[[ SOURCE RECORDS open ]]
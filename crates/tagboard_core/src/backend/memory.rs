//! In-process backend implementation.
//!
//! # Responsibility
//! - Implement the full [`NoteBackend`] contract against in-memory state.
//! - Mirror the remote service's side effects: tag auto-creation, tag
//!   garbage collection, rename rippling, descendant-expanded queries.
//!
//! # Invariants
//! - Every mutation validates completely before touching state, so a failed
//!   call leaves notes and tags exactly as they were.
//! - Timestamps are strictly increasing across created notes.

use crate::backend::session::SessionToken;
use crate::backend::{
    BackendError, BackendResult, DeletedNote, NoteBackend, NotePatch, TagTreePatch,
};
use crate::model::note::{Note, NoteId};
use crate::model::tag::{Tag, TagCategory};
use crate::parser::{self, priority, TagScan};
use chrono::{Local, NaiveDate};
use std::cell::RefCell;
use std::collections::HashSet;
use uuid::Uuid;

const DEFAULT_USERNAME: &str = "admin";
const DEFAULT_PASSWORD: &str = "admin123";

/// Offline [`NoteBackend`] used by the CLI and the test suite.
#[derive(Debug)]
pub struct MemoryBackend {
    notes: Vec<Note>,
    tags: Vec<Tag>,
    username: String,
    password: String,
    now_ms: i64,
    today: NaiveDate,
    fault: RefCell<Option<BackendError>>,
}

impl Default for MemoryBackend {
    fn default() -> Self {
        Self {
            notes: Vec::new(),
            tags: Vec::new(),
            username: DEFAULT_USERNAME.to_string(),
            password: DEFAULT_PASSWORD.to_string(),
            now_ms: 1_700_000_000_000,
            today: Local::now().date_naive(),
            fault: RefCell::new(None),
        }
    }
}

impl MemoryBackend {
    pub fn new() -> Self {
        Self::default()
    }

    /// Pins the date relative due tokens resolve against.
    pub fn set_today(&mut self, today: NaiveDate) {
        self.today = today;
    }

    pub fn today(&self) -> NaiveDate {
        self.today
    }

    /// Arms a one-shot fault; the next backend call fails with it.
    pub fn fail_next(&self, error: BackendError) {
        *self.fault.borrow_mut() = Some(error);
    }

    pub fn note_count(&self) -> usize {
        self.notes.len()
    }

    pub fn tag_count(&self) -> usize {
        self.tags.len()
    }

    fn take_fault(&self) -> BackendResult<()> {
        match self.fault.borrow_mut().take() {
            Some(error) => Err(error),
            None => Ok(()),
        }
    }

    fn next_timestamp(&mut self) -> i64 {
        self.now_ms += 1_000;
        self.now_ms
    }

    fn tag_index(&self, name: &str) -> Option<usize> {
        self.tags.iter().position(|tag| tag.name == name)
    }

    /// Creates registry entries for tokens the text just introduced.
    fn create_missing_tags(&mut self, tokens: &[String]) -> Vec<Tag> {
        let mut created = Vec::new();
        for token in tokens {
            if self.tag_index(token).is_none() {
                let tag = Tag::new(token.clone());
                created.push(tag.clone());
                self.tags.push(tag);
            }
        }
        created
    }

    /// Drops candidate tags no note references and no annotation protects.
    fn collect_orphaned_tags(&mut self, candidates: &[String]) -> Vec<String> {
        let mut removed = Vec::new();
        for token in candidates {
            let referenced = self.notes.iter().any(|note| note.has_tag(token));
            let annotated = self
                .tag_index(token)
                .map(|index| self.tags[index].has_annotation())
                .unwrap_or(false);
            if !referenced && !annotated {
                if let Some(index) = self.tag_index(token) {
                    self.tags.remove(index);
                    removed.push(token.clone());
                }
            }
        }
        removed
    }

    fn sigiled_token(category: TagCategory, bare: &str) -> BackendResult<String> {
        match category.sigil() {
            Some(sigil) => Ok(format!("{sigil}{bare}")),
            None => Err(BackendError::UnsupportedCategory(category)),
        }
    }

    /// Walks the parent chain from `parent` upward; hitting `tag` means the
    /// proposed link closes a cycle.
    fn would_create_cycle(&self, tag: &str, parent: &str) -> bool {
        let mut visited = HashSet::new();
        let mut current = Some(parent.to_string());
        while let Some(name) = current {
            if name == tag {
                return true;
            }
            if !visited.insert(name.clone()) {
                return true;
            }
            current = self
                .tag_index(&name)
                .and_then(|index| self.tags[index].parent.clone());
        }
        false
    }

    fn sort_query_result(notes: &mut Vec<Note>) {
        notes.sort_by(|a, b| (a.date, a.timestamp).cmp(&(b.date, b.timestamp)));
    }
}

impl NoteBackend for MemoryBackend {
    fn signin(&mut self, username: &str, password: &str) -> BackendResult<SessionToken> {
        self.take_fault()?;
        if username == self.username && password == self.password {
            Ok(SessionToken::new(Uuid::new_v4().to_string()))
        } else {
            Err(BackendError::InvalidCredentials)
        }
    }

    fn list_tags(&self) -> BackendResult<Vec<Tag>> {
        self.take_fault()?;
        Ok(self.tags.clone())
    }

    fn list_tasks(&self) -> BackendResult<Vec<Note>> {
        self.take_fault()?;
        let mut tasks: Vec<Note> = self
            .notes
            .iter()
            .filter(|note| note.is_task())
            .cloned()
            .collect();
        Self::sort_query_result(&mut tasks);
        Ok(tasks)
    }

    fn notes_by_query(&self, category: TagCategory, bare: &str) -> BackendResult<Vec<Note>> {
        self.take_fault()?;
        match category {
            TagCategory::Fulltext => Err(BackendError::UnsupportedCategory(category)),
            TagCategory::Journal => {
                let date = NaiveDate::parse_from_str(bare, "%Y-%m-%d")
                    .map_err(|_| BackendError::InvalidDate(bare.to_string()))?;
                let mut matched: Vec<Note> = self
                    .notes
                    .iter()
                    .filter(|note| note.date == date)
                    .cloned()
                    .collect();
                Self::sort_query_result(&mut matched);
                Ok(matched)
            }
            _ => {
                let token = Self::sigiled_token(category, bare)?;
                if self.tag_index(&token).is_none() {
                    return Err(BackendError::TagNotFound(token));
                }

                // Expand to the whole subtree via the flat parent links.
                let mut wanted: HashSet<String> = HashSet::from([token]);
                loop {
                    let before = wanted.len();
                    for tag in &self.tags {
                        if let Some(parent) = tag.parent.as_deref() {
                            if wanted.contains(parent) {
                                wanted.insert(tag.name.clone());
                            }
                        }
                    }
                    if wanted.len() == before {
                        break;
                    }
                }

                let mut matched: Vec<Note> = self
                    .notes
                    .iter()
                    .filter(|note| note.tags.iter().any(|tag| wanted.contains(tag)))
                    .cloned()
                    .collect();
                Self::sort_query_result(&mut matched);
                Ok(matched)
            }
        }
    }

    fn create_note(&mut self, text: &str, date: NaiveDate) -> BackendResult<NotePatch> {
        self.take_fault()?;
        let annotation = priority::extract_task_annotation(text, self.today);
        let tags = parser::extract(&annotation.text, TagScan::Immediate);
        let note = Note {
            id: Uuid::new_v4(),
            text: annotation.text,
            date,
            timestamp: self.next_timestamp(),
            tags: tags.clone(),
            task: annotation.priority,
            duedate: annotation.duedate,
        };
        let new_tags = self.create_missing_tags(&tags);
        self.notes.push(note.clone());
        Ok(NotePatch {
            note,
            new_tags,
            removed_tags: Vec::new(),
        })
    }

    fn patch_note(
        &mut self,
        id: NoteId,
        text: &str,
        date: Option<NaiveDate>,
    ) -> BackendResult<NotePatch> {
        self.take_fault()?;
        let index = self
            .notes
            .iter()
            .position(|note| note.id == id)
            .ok_or(BackendError::NoteNotFound(id))?;

        let annotation = priority::extract_task_annotation(text, self.today);
        let tags = parser::extract(&annotation.text, TagScan::Immediate);
        let previous_tags = std::mem::take(&mut self.notes[index].tags);

        let note = &mut self.notes[index];
        note.text = annotation.text;
        note.task = annotation.priority;
        note.duedate = annotation.duedate;
        note.tags = tags.clone();
        if let Some(date) = date {
            note.date = date;
        }
        let note = note.clone();

        let new_tags = self.create_missing_tags(&tags);
        let dropped: Vec<String> = previous_tags
            .into_iter()
            .filter(|token| !tags.contains(token))
            .collect();
        let removed_tags = self.collect_orphaned_tags(&dropped);

        Ok(NotePatch {
            note,
            new_tags,
            removed_tags,
        })
    }

    fn delete_note(&mut self, id: NoteId) -> BackendResult<DeletedNote> {
        self.take_fault()?;
        let index = self
            .notes
            .iter()
            .position(|note| note.id == id)
            .ok_or(BackendError::NoteNotFound(id))?;
        let note = self.notes.remove(index);
        let removed_tags = self.collect_orphaned_tags(&note.tags.clone());
        Ok(DeletedNote { note, removed_tags })
    }

    fn patch_tag_tree(
        &mut self,
        category: TagCategory,
        bare: &str,
        patch: &TagTreePatch,
    ) -> BackendResult<Tag> {
        self.take_fault()?;
        let token = Self::sigiled_token(category, bare)?;
        let index = self
            .tag_index(&token)
            .ok_or_else(|| BackendError::TagNotFound(token.clone()))?;

        if let Some(Some(parent)) = &patch.parent {
            if self.tag_index(parent).is_none() {
                return Err(BackendError::TagNotFound(parent.clone()));
            }
            if self.would_create_cycle(&token, parent) {
                return Err(BackendError::CycleDetected {
                    tag: token,
                    parent: parent.clone(),
                });
            }
        }

        if let Some(treed) = patch.treed {
            self.tags[index].treed = treed;
        }
        if let Some(parent) = &patch.parent {
            self.tags[index].parent = parent.clone();
        }
        if let Some(content) = &patch.content {
            self.tags[index].content = content.clone();
        }

        if let Some(new_bare) = &patch.rename {
            let new_token = Self::sigiled_token(category, new_bare)?;
            self.tags[index].name = new_token.clone();
            for tag in &mut self.tags {
                if tag.parent.as_deref() == Some(token.as_str()) {
                    tag.parent = Some(new_token.clone());
                }
            }
            for note in &mut self.notes {
                if note.has_tag(&token) {
                    note.text = parser::replace_token(&note.text, &token, &new_token);
                    for tag in &mut note.tags {
                        if tag == &token {
                            *tag = new_token.clone();
                        }
                    }
                }
            }
        }

        Ok(self.tags[index].clone())
    }
}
[[ SOURCE RECORDS closed ]]
- **WHAT THE EXERCISE ASKS**
Using the entries above, state how many lines include the word "created", with no other words.

- **WRITTEN REPLY**
4